Two Mysterious Art Collections
In the present case, only one of the paintings has been confirmed beyond a doubt by two analyses as being fake. But the investigators are also considering at least 34 others, all of which have a number of similarities: They are all in similar frames and have yellowed stickers from famous galleries on their backs. No photographs exist of any of them. Many had been considered lost. And all allegedly come from two mysterious art collections.
One of these collections is said to have belonged to a businessman from Cologne called Werner Jägers, the grandfather of the two sisters awaiting trial. According to a letter Helene Beltracchi sent to an art historian, Jägers had acquired a number of paintings in the "late 1920s and early 1930s," particularly works by Rhenish expressionists artists "like Campendonk, Pechstein, Nauen, Mense, Ernst" as well as French painters "like Braque, Derain, Dufy, Marcoussis." She claimed several "important works in his collection" had been bought from the Jewish art dealer Alfred Flechtheim, "who owned display rooms near one of her grandfather's business premises" and had been a "good friend" of Werner Jägers. When the Nazis came to power, Jägers was allegedly loath to give up his precious artworks -- officially derided as "degenerate" during the Third Reich -- so he hid the pictures at a property in the Eiffel region of Germany. "A few years before his death," Beltracchi claims, he had passed on "a part of his collection" to her and her sister.
One aspect of her story is certainly correct: Her grandfather really existed.
Werner Jägers was born in Belgium in 1912. He married four times and lived mainly in Cologne, where he subsequently died in 1992. But the entrepreneur who made most of his money with industrial construction had relatively little interest in art. Both a close business associate and Jägers' last wife have confirmed he did no more than paint in his spare time -- and only originals like small calendar pictures and fruit baskets.
Hardly a Collection
Neither the man's widow nor his business partner have any memory of an art collection. Although Jägers purchased a few paintings, these were definitely not valuable and certainly did not constitute a collection. Nor are there any records that suggest Jägers, a member of the German Nazi Party, ever knew the Jewish art dealer Alfred Flechtheim.
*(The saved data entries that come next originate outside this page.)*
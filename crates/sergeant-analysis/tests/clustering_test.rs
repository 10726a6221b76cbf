use sergeant_analysis::clustering::{cluster_id, cluster_tests, ClusterConfig, ClusterType};
use sergeant_analysis::similarity::PairwiseSimilarity;
use sergeant_core::types::collections::FxHashMap;

/// Returns a fixed score per unordered pair of test names, 0.0 otherwise.
#[derive(Default)]
struct TableOracle {
    scores: FxHashMap<(String, String), f64>,
    calls: usize,
}

impl TableOracle {
    fn with(mut self, a: &str, b: &str, score: f64) -> Self {
        self.scores.insert(ordered(a, b), score);
        self
    }
}

fn test_name(similarity_key: &str) -> String {
    similarity_key
        .split_once("::")
        .map(|(t, _)| t.to_string())
        .unwrap_or_default()
}

fn ordered(a: &str, b: &str) -> (String, String) {
    if a <= b {
        (a.to_string(), b.to_string())
    } else {
        (b.to_string(), a.to_string())
    }
}

impl PairwiseSimilarity for TableOracle {
    fn similarity(&mut self, key_a: &str, key_b: &str) -> f64 {
        self.calls += 1;
        let pair = ordered(&test_name(key_a), &test_name(key_b));
        self.scores.get(&pair).copied().unwrap_or(0.0)
    }
}

fn keys(names: &[&str]) -> Vec<String> {
    names
        .iter()
        .map(|n| format!("tests/test_suite.py:{n}"))
        .collect()
}

fn classify_pair(score: f64) -> Option<ClusterType> {
    let mut oracle = TableOracle::default().with("test_a", "test_b", score);
    let clusters = cluster_tests(&keys(&["test_a", "test_b"]), &mut oracle, &ClusterConfig::default());
    clusters.first().map(|c| c.cluster_type)
}

#[test]
fn threshold_boundaries() {
    assert_eq!(classify_pair(0.98), Some(ClusterType::ExactDuplicates));
    assert_eq!(classify_pair(0.979), Some(ClusterType::NearDuplicates));
    assert_eq!(classify_pair(0.85), Some(ClusterType::NearDuplicates));
    assert_eq!(classify_pair(0.849), Some(ClusterType::SimilarPatterns));
    assert_eq!(classify_pair(0.70), Some(ClusterType::SimilarPatterns));
    assert_eq!(classify_pair(0.699), None);
}

#[test]
fn suggestions_name_member_count() {
    assert_eq!(
        ClusterType::ExactDuplicates.suggestion(2),
        "Consider consolidating 2 identical tests into a single parametrized test"
    );
    assert_eq!(
        ClusterType::SimilarPatterns.suggestion(4),
        "Review 4 tests for potential consolidation opportunities"
    );
}

#[test]
fn min_cluster_size_filters_groups() {
    let mut oracle = TableOracle::default().with("test_a", "test_b", 0.9);
    let config = ClusterConfig {
        min_cluster_size: 3,
        ..ClusterConfig::default()
    };
    assert!(cluster_tests(&keys(&["test_a", "test_b", "test_c"]), &mut oracle, &config).is_empty());
}

#[test]
fn grouping_is_seeded_by_first_unprocessed_test() {
    // b joins a; c only resembles b, so it is compared against a and left out
    let mut oracle = TableOracle::default()
        .with("test_a", "test_b", 0.9)
        .with("test_b", "test_c", 0.95);
    let clusters = cluster_tests(
        &keys(&["test_a", "test_b", "test_c"]),
        &mut oracle,
        &ClusterConfig::default(),
    );
    assert_eq!(clusters.len(), 1);
    let names: Vec<&str> = clusters[0].tests.iter().map(|(n, _)| n.as_str()).collect();
    assert_eq!(names, vec!["test_a", "test_b"]);
}

#[test]
fn score_is_mean_over_all_pairs() {
    let mut oracle = TableOracle::default()
        .with("test_a", "test_b", 1.0)
        .with("test_a", "test_c", 1.0)
        .with("test_b", "test_c", 0.4);
    let clusters = cluster_tests(
        &keys(&["test_a", "test_b", "test_c"]),
        &mut oracle,
        &ClusterConfig::default(),
    );
    assert_eq!(clusters.len(), 1);
    assert!((clusters[0].similarity_score - 0.8).abs() < 1e-12);
    assert_eq!(clusters[0].cluster_type, ClusterType::SimilarPatterns);
}

#[test]
fn representative_and_id_are_stable() {
    let run = || {
        let mut oracle = TableOracle::default().with("test_x", "test_y", 1.0);
        cluster_tests(&keys(&["test_x", "test_y"]), &mut oracle, &ClusterConfig::default())
    };
    let first = run();
    let second = run();
    assert_eq!(first[0].cluster_id, second[0].cluster_id);
    assert_eq!(first[0].representative_test.0, "test_x");
    assert_eq!(
        first[0].cluster_id,
        cluster_id("test_x", "tests/test_suite.py")
    );
}

#[test]
fn cluster_type_serializes_snake_case() {
    let json = serde_json::to_string(&ClusterType::NearDuplicates).unwrap();
    assert_eq!(json, "\"near_duplicates\"");
}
There is, however, ample evidence that the key to the mystery of the artworks lies with his granddaughter from his first marriage. When Jägers died, in 1992, Helene Beltracchi was 34 years old and had recently started dealing in antiques. The young, attractive blonde ran an antiques store in Cologne. As the daughter of a Belgian trucker, she and her four sisters grew up in a public housing apartment in Bergisch Gladbach. Helene studied business before diving into the world of junkshop owners, collectors and antique-lovers.
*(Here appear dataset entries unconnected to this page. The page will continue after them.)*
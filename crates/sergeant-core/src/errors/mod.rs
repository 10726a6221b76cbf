//! Error handling for drill-sergeant.
//! One error enum per subsystem, `thiserror` only.

pub mod analysis_error;
pub mod config_error;
pub mod detection_error;
pub mod error_code;
pub mod instrumentation_error;
pub mod parse_error;
pub mod pipeline_error;
pub mod resolution_error;
pub mod storage_error;

pub use analysis_error::AnalysisError;
pub use config_error::ConfigError;
pub use detection_error::DetectionError;
pub use error_code::SergeantErrorCode;
pub use instrumentation_error::InstrumentationError;
pub use parse_error::ParseError;
pub use pipeline_error::{PipelineError, PipelineResult};
pub use resolution_error::ResolutionError;
pub use storage_error::StorageError;
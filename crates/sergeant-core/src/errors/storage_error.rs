//! Persistence errors.

use std::path::PathBuf;

use super::error_code::{self, SergeantErrorCode};

/// Errors raised by the JSON record store.
#[derive(Debug, thiserror::Error)]
pub enum StorageError {
    #[error("I/O error at {path}: {message}")]
    Io { path: PathBuf, message: String },

    #[error("Serialization failed for {path}: {message}")]
    Serialization { path: PathBuf, message: String },
}

impl SergeantErrorCode for StorageError {
    fn error_code(&self) -> &'static str {
        error_code::STORAGE_ERROR
    }
}
//! Weighted, memoized pairwise test similarity.

use sergeant_core::errors::DetectionError;
use sergeant_core::types::collections::{FxHashMap, FxHashSet};

use super::jaccard::{jaccard, jaccard_hashed, token_jaccard, token_set};
use super::types::{SimilarityConfig, SimilarityResult, ThresholdUpdate, Thresholds};
use crate::coverage::CoverageRecord;
use crate::features::{FeatureTable, TestFeatureSignature};
use crate::keys::similarity_to_feature_key;

/// Anything that scores a pair of similarity keys (`"<test>::<file>"`).
pub trait PairwiseSimilarity {
    /// Overall score in [0, 1]. Must be symmetric.
    fn similarity(&mut self, key_a: &str, key_b: &str) -> f64;
}

/// Owns the per-run coverage and feature tables plus the pair cache.
#[derive(Debug, Default)]
pub struct SimilarityEngine {
    config: SimilarityConfig,
    coverage: FxHashMap<String, CoverageRecord>,
    features: FeatureTable,
    cache: FxHashMap<String, SimilarityResult>,
}

impl SimilarityEngine {
    pub fn new(config: SimilarityConfig) -> Self {
        Self {
            config,
            ..Self::default()
        }
    }

    pub fn config(&self) -> &SimilarityConfig {
        &self.config
    }

    pub fn thresholds(&self) -> Thresholds {
        self.config.thresholds
    }

    /// Replace the coverage table (keyed by similarity key).
    pub fn set_coverage(&mut self, coverage: FxHashMap<String, CoverageRecord>) {
        self.coverage = coverage;
        self.cache.clear();
    }

    pub fn insert_coverage(&mut self, key: String, record: CoverageRecord) {
        self.coverage.insert(key, record);
        self.cache.clear();
    }

    pub fn features(&self) -> &FeatureTable {
        &self.features
    }

    /// Mutable feature table. Clears the pair cache.
    pub fn features_mut(&mut self) -> &mut FeatureTable {
        self.cache.clear();
        &mut self.features
    }

    /// Component scores for a pair, computed once per unordered pair.
    pub fn compare(&mut self, key_a: &str, key_b: &str) -> SimilarityResult {
        let cache_key = pair_key(key_a, key_b);
        if let Some(cached) = self.cache.get(&cache_key) {
            return *cached;
        }
        let result = self.compute(key_a, key_b);
        self.cache.insert(cache_key, result);
        result
    }

    fn compute(&self, key_a: &str, key_b: &str) -> SimilarityResult {
        let pair = pair_key(key_a, key_b);
        let coverage = self.coverage_similarity(key_a, key_b);

        let (mock, exception, structural) =
            match (self.features_for(key_a), self.features_for(key_b)) {
                (Ok(a), Ok(b)) => (
                    mock_similarity(a.mock_assertion_count, b.mock_assertion_count),
                    token_jaccard(&a.exception_pattern, &b.exception_pattern),
                    structural_similarity(&a.structural_signature, &b.structural_signature),
                ),
                (Err(e), _) | (_, Err(e)) => {
                    let error = DetectionError::Component {
                        component: "features",
                        pair: pair.clone(),
                        message: e.to_string(),
                    };
                    tracing::error!(error = %error, "feature similarity degraded to zero");
                    (0.0, 0.0, 0.0)
                }
            };

        let overall = self.config.overall(coverage, mock, exception, structural);
        tracing::trace!(
            pair = %pair,
            coverage,
            mock,
            exception,
            structural,
            overall,
            "pair scored"
        );
        SimilarityResult {
            coverage,
            mock,
            exception,
            structural,
            overall,
        }
    }

    /// Jaccard of covered lines; 0.0 when either test has no record.
    fn coverage_similarity(&self, key_a: &str, key_b: &str) -> f64 {
        match (self.coverage.get(key_a), self.coverage.get(key_b)) {
            (Some(a), Some(b)) => jaccard(a.covered_lines(), b.covered_lines()),
            _ => {
                tracing::debug!(key_a, key_b, "coverage missing for pair");
                0.0
            }
        }
    }

    /// Features behind a similarity key. A test without recorded features
    /// scores as having none.
    fn features_for(&self, similarity_key: &str) -> Result<&TestFeatureSignature, DetectionError> {
        static EMPTY: TestFeatureSignature = TestFeatureSignature {
            mock_assertion_count: 0,
            exception_pattern: String::new(),
            structural_signature: String::new(),
        };
        let key = similarity_to_feature_key(similarity_key)?;
        match self.features.require(&key) {
            Ok(features) => Ok(features),
            Err(e) => {
                tracing::debug!(error = %e, "using empty features");
                Ok(&EMPTY)
            }
        }
    }

    pub fn cache_len(&self) -> usize {
        self.cache.len()
    }

    pub fn clear_cache(&mut self) {
        self.cache.clear();
    }

    /// Drop the cache and both per-run tables.
    pub fn clear_all(&mut self) {
        self.cache.clear();
        self.coverage.clear();
        self.features.clear();
        tracing::debug!("cleared similarity state");
    }

    /// Apply in-range values and clear the cache, even when nothing
    /// changed.
    pub fn update_thresholds(&mut self, update: ThresholdUpdate) {
        let t = &mut self.config.thresholds;
        for (name, value, slot) in [
            ("exact_duplicate_threshold", update.exact_duplicate, &mut t.exact_duplicate),
            ("near_duplicate_threshold", update.near_duplicate, &mut t.near_duplicate),
            ("similar_pattern_threshold", update.similar_pattern, &mut t.similar_pattern),
        ] {
            match value {
                Some(v) if (0.0..=1.0).contains(&v) => {
                    *slot = v;
                    tracing::info!(threshold = name, value = v, "threshold updated");
                }
                Some(v) => tracing::warn!(threshold = name, value = v, "ignoring out-of-range threshold"),
                None => {}
            }
        }
        self.cache.clear();
    }
}

impl PairwiseSimilarity for SimilarityEngine {
    fn similarity(&mut self, key_a: &str, key_b: &str) -> f64 {
        self.compare(key_a, key_b).overall
    }
}

/// `"{min}:{max}"` of the two keys.
pub fn pair_key(a: &str, b: &str) -> String {
    if a <= b {
        format!("{a}:{b}")
    } else {
        format!("{b}:{a}")
    }
}

/// Token Jaccard of two structural signatures, ignoring the `func:` token.
/// Copies of one test body differ only in their names.
pub fn structural_similarity(a: &str, b: &str) -> f64 {
    fn shape(signature: &str) -> FxHashSet<&str> {
        let mut tokens = token_set(signature);
        tokens.retain(|t| !t.starts_with("func:"));
        tokens
    }
    jaccard_hashed(&shape(a), &shape(b))
}

/// Both zero → 1.0, one zero → 0.0, else `min / max`.
pub fn mock_similarity(a: usize, b: usize) -> f64 {
    match (a, b) {
        (0, 0) => 1.0,
        (0, _) | (_, 0) => 0.0,
        _ => a.min(b) as f64 / a.max(b) as f64,
    }
}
It was probably here that Helene Beltracchi's world intersected with that of her future husband, Wolfgang. At the time, his surname was still Fischer, and he was trying his hand as an artist. In 1978, the Haus der Kunst museum in Munich exhibited three of his acrylic-on-canvas works. They were entitled "Zu Hause" (At Home), "Durchdringung bei Geilenkirchen" (Penetration Near Geilenkirchen) and "Durchdringung, Melatenerstr. Nr. 4" (Penetration, Melatener Street, No. 4). Perhaps the young artist had already realized how difficult it was to earn his keep with conventional art.